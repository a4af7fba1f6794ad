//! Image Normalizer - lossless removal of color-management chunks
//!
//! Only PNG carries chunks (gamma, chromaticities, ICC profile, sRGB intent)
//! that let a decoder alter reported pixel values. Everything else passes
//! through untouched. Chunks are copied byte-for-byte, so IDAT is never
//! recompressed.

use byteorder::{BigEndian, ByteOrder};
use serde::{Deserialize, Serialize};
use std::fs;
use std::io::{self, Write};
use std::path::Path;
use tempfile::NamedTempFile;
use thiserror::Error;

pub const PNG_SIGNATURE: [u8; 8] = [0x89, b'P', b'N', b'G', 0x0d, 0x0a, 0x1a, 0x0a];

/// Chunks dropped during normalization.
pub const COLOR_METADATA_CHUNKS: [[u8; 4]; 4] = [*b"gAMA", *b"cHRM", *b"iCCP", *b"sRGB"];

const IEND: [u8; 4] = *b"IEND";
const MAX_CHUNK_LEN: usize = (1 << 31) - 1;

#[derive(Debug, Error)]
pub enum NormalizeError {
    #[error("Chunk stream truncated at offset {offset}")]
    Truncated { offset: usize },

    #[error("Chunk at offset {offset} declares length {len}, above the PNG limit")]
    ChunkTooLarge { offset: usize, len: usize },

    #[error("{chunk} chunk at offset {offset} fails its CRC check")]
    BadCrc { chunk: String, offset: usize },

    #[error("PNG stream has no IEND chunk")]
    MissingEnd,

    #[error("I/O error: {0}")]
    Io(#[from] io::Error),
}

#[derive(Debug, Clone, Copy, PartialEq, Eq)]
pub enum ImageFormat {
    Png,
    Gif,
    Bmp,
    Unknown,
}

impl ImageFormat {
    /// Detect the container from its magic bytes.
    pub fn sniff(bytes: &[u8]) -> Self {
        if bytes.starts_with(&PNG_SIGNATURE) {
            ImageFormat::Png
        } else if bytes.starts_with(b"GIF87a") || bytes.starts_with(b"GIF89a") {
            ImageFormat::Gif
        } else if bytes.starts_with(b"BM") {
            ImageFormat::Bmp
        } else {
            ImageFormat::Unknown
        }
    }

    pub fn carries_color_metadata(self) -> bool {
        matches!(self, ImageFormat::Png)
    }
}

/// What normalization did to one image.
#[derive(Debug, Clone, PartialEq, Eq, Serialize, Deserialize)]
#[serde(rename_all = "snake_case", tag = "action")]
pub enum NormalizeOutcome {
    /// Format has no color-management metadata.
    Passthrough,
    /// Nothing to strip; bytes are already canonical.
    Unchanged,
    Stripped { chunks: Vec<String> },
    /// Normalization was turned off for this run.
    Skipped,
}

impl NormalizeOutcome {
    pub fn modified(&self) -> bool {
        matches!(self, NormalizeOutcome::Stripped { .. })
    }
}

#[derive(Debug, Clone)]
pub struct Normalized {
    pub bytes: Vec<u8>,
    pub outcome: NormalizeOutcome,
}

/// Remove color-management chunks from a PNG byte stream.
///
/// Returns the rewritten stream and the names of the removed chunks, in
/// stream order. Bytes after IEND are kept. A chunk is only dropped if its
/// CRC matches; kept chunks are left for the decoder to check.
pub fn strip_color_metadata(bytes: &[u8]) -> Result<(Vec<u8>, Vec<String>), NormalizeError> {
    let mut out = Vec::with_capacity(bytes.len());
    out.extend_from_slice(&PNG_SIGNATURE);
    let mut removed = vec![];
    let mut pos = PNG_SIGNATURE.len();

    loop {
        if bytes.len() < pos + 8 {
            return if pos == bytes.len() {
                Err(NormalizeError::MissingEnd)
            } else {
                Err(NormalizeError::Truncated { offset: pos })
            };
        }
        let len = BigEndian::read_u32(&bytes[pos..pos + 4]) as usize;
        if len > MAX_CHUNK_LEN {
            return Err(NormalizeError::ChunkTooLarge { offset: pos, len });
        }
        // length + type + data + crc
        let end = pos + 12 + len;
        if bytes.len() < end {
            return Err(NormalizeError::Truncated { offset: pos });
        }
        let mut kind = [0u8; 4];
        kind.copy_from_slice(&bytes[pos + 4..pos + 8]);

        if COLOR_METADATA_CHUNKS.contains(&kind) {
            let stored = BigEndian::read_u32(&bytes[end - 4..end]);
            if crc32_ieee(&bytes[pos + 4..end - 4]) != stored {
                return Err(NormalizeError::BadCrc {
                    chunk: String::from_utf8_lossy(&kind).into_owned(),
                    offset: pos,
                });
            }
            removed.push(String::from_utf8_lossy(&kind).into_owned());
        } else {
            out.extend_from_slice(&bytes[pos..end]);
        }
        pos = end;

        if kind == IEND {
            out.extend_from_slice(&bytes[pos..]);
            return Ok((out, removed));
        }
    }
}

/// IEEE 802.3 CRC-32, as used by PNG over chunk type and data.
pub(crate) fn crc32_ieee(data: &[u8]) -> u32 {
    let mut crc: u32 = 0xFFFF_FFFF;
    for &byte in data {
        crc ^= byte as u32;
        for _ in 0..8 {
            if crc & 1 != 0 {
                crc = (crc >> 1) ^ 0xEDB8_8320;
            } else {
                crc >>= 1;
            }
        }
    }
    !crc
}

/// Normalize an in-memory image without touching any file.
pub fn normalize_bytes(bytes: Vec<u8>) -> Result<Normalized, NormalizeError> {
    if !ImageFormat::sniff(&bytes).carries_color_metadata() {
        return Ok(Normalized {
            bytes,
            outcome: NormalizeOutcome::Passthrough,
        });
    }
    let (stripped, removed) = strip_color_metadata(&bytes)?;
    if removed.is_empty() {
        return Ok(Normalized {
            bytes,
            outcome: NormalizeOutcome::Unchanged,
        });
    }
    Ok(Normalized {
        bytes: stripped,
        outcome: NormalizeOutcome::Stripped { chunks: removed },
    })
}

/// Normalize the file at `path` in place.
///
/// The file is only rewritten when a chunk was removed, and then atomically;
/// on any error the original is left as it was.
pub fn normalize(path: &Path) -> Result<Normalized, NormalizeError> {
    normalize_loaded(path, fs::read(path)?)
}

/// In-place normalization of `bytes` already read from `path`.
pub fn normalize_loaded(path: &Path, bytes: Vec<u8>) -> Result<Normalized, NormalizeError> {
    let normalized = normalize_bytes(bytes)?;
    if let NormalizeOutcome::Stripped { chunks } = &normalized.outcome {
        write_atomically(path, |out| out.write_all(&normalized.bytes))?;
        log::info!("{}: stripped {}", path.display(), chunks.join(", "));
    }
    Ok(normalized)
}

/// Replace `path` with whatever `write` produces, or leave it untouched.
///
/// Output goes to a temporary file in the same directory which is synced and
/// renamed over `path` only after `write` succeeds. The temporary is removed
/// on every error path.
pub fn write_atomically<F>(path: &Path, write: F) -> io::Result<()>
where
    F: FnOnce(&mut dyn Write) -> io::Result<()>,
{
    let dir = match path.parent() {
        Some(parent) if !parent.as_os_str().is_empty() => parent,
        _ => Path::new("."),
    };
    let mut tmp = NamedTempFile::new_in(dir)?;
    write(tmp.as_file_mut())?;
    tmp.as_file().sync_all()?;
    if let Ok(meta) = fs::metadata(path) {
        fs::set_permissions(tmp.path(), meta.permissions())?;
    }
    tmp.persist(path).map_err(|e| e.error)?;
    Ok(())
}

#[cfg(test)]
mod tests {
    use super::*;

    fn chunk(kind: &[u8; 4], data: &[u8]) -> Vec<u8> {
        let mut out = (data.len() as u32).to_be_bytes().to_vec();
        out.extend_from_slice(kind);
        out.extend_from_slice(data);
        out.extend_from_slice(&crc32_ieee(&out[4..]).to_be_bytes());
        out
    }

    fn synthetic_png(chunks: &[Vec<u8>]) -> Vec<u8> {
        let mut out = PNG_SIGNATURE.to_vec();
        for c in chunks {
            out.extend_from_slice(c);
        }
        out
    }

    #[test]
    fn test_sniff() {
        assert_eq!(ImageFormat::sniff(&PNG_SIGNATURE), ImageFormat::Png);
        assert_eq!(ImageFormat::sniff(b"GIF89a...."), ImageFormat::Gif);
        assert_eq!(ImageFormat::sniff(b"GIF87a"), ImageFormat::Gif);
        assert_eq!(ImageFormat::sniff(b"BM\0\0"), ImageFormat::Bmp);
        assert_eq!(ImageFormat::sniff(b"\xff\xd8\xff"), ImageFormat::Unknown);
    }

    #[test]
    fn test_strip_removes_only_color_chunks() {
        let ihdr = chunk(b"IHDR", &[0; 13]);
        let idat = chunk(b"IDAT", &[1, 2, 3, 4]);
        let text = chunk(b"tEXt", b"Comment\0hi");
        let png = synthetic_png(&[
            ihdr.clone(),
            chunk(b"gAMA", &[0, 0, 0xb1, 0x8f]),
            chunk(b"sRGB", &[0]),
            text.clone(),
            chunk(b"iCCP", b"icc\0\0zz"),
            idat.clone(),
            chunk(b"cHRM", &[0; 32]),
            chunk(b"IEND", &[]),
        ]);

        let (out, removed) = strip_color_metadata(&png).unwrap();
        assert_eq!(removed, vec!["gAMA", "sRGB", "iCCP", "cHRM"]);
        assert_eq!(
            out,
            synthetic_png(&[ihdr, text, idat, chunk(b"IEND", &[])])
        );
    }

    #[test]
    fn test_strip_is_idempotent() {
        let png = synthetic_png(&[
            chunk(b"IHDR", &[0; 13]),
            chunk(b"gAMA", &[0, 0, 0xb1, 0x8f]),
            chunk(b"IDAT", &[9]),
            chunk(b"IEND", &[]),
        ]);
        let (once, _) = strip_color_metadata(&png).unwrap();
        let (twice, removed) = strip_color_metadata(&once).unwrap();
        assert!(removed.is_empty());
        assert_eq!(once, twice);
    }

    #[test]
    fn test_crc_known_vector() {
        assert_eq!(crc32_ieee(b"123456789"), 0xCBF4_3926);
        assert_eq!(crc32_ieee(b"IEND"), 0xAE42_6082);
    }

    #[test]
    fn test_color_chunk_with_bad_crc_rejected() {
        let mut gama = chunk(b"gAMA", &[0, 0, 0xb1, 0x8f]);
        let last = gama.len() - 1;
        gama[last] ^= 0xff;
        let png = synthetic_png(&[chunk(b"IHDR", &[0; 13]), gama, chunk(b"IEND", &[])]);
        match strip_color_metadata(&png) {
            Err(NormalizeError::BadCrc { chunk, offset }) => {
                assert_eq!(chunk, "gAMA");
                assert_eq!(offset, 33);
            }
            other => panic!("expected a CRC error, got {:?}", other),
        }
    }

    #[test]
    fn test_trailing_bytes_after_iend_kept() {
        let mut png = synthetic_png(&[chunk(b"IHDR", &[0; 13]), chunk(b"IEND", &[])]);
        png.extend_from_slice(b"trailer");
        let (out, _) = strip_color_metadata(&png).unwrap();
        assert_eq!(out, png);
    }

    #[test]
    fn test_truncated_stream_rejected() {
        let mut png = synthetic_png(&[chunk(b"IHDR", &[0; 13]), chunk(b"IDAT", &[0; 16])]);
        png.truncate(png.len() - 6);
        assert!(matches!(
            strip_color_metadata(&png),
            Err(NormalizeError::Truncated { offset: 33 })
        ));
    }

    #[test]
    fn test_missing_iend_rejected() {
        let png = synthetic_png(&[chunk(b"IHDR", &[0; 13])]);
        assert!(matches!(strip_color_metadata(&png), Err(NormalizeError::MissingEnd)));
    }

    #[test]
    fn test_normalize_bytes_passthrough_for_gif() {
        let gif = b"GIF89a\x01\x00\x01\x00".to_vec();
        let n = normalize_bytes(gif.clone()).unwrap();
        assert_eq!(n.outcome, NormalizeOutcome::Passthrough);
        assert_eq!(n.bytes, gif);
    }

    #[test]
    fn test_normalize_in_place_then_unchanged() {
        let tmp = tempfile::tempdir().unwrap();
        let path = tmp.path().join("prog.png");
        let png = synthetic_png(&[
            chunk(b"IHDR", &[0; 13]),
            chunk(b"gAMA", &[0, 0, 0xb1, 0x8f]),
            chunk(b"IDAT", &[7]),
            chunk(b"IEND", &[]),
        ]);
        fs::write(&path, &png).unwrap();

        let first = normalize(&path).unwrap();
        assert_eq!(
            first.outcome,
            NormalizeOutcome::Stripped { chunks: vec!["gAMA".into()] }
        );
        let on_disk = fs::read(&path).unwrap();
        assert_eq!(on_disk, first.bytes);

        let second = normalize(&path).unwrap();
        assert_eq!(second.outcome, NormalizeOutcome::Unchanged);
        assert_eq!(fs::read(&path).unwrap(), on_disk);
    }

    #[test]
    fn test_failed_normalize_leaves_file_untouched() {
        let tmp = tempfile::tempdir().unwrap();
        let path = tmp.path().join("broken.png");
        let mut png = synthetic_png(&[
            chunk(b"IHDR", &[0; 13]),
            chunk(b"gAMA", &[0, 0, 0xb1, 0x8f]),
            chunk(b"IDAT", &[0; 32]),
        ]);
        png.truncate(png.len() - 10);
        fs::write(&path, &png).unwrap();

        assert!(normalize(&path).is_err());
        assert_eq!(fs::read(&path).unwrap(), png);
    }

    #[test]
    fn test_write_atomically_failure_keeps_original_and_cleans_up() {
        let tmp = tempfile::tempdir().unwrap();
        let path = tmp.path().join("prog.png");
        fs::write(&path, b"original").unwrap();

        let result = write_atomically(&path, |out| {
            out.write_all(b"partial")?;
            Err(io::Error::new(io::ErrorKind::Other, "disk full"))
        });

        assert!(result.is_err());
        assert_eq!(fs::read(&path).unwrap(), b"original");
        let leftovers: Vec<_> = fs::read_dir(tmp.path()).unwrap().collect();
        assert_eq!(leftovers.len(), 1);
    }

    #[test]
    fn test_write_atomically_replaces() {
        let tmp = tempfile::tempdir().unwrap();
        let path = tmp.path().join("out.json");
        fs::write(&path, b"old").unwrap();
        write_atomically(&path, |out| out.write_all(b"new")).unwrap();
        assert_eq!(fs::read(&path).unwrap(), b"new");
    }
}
※
▶ **TASK STATEMENT**: All lines of the data above that include the word "decoder" must be shown.

▶ **RESPONSE BELOW**:
//! that let a decoder alter reported pixel values. Everything else passes
/// CRC matches; kept chunks are left for the decoder to check.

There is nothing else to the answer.